Marking at least a temporary victory for the Nez Perce Tribe and environmental activists, a federal judge on Friday halted shipments of giant tar sands equipment dubbed ‘megaloads’ that pass through a national forest in Idaho.
The ruling is a continuation of a three-year battle to protect “a scenic Idaho roadway that cuts through the homeland of the Nez Perce Tribe and runs alongside two federally protected rivers,” Reuters reports.
“This is a win for all who cherish the esthetic, spiritual and recreational values of the Lochsa and Clearwater Rivers,” Kevin Lewis, Conservation Director of Idaho Rivers United, which filed the lawsuit along with the Nez Perce to stop the shipments, said in a statement.

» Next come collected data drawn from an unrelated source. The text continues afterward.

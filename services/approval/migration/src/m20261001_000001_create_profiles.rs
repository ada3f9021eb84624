use sea_orm_migration::prelude::*;

#[derive(DeriveMigrationName)]
pub struct Migration;

#[async_trait::async_trait]
impl MigrationTrait for Migration {
    async fn up(&self, manager: &SchemaManager) -> Result<(), DbErr> {
        manager
            .create_table(
                Table::create()
                    .table(Profiles::Table)
                    .if_not_exists()
                    .col(
                        ColumnDef::new(Profiles::Id)
                            .uuid()
                            .not_null()
                            .primary_key(),
                    )
                    .col(ColumnDef::new(Profiles::Email).string())
                    .col(ColumnDef::new(Profiles::DisplayName).string())
                    .col(
                        ColumnDef::new(Profiles::Approved)
                            .boolean()
                            .not_null()
                            .default(false),
                    )
                    .col(ColumnDef::new(Profiles::ApprovedAt).timestamp_with_time_zone())
                    .col(
                        ColumnDef::new(Profiles::Banned)
                            .boolean()
                            .not_null()
                            .default(false),
                    )
                    .col(ColumnDef::new(Profiles::BanReason).text())
                    .col(
                        ColumnDef::new(Profiles::Admin)
                            .boolean()
                            .not_null()
                            .default(false),
                    )
                    .col(
                        ColumnDef::new(Profiles::CreatedAt)
                            .timestamp_with_time_zone()
                            .not_null()
                            .default(Expr::current_timestamp()),
                    )
                    .to_owned(),
            )
            .await
    }

    async fn down(&self, manager: &SchemaManager) -> Result<(), DbErr> {
        manager
            .drop_table(Table::drop().table(Profiles::Table).to_owned())
            .await
    }
}

#[derive(Iden)]
enum Profiles {
    Table,
    Id,
    Email,
    DisplayName,
    Approved,
    ApprovedAt,
    Banned,
    BanReason,
    Admin,
    CreatedAt,
}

The equipment supplier is a subsidiary of General Electric, which filed as co-defendent along with the Forest Service.
The loads of equipment are over 250 feet long and weigh over 640,000 pounds.
“To allow a shipment with that potential to proceed before consulting with the Tribe is likely an abdication of statutory responsibilities,” Chief Judge B. Lynn Winmill of Federal District Court in Boise wrote in his preliminary injunction order.
Nez Perce members “are not seeking damages; they are seeking to preserve their Treaty rights along with cultural and intrinsic values that have no price tag,” he continued.
In August, roughly 50 protesters from the Nez Perce tribe, Idle No More, Wild Idaho Rising Tide and other environmental groups brought a megaload to a halt as it attempted to make its way down Idaho’s Highway 12 to the Alberta tar sands fields.
One of the 19 people arrested in the action was Tribal Council member and Vice-Chair of the Nez Perce Nation, Brooklyn Baptiste, who said,
As leaders, elected or not, we need to be able to meet our ancestors in the spirit world and hold our heads up strong and answer them when they ask if we did all we could do to protect the people and the land. This is about our inherent sovereignty. We are sovereign because of this land, this water, the animals. What is sovereignty without them? We’re all waking up.
“River managers across the United States are watching this decision, which is a clear win for all the Wild and Scenic Rivers of America,” IRU Executive Director Bill Sedivy said. “This ruling shows that the oil industry and the world’s largest corporations can’t run roughshod over the Tribe, the people of Idaho or our nations’ most precious natural assets.”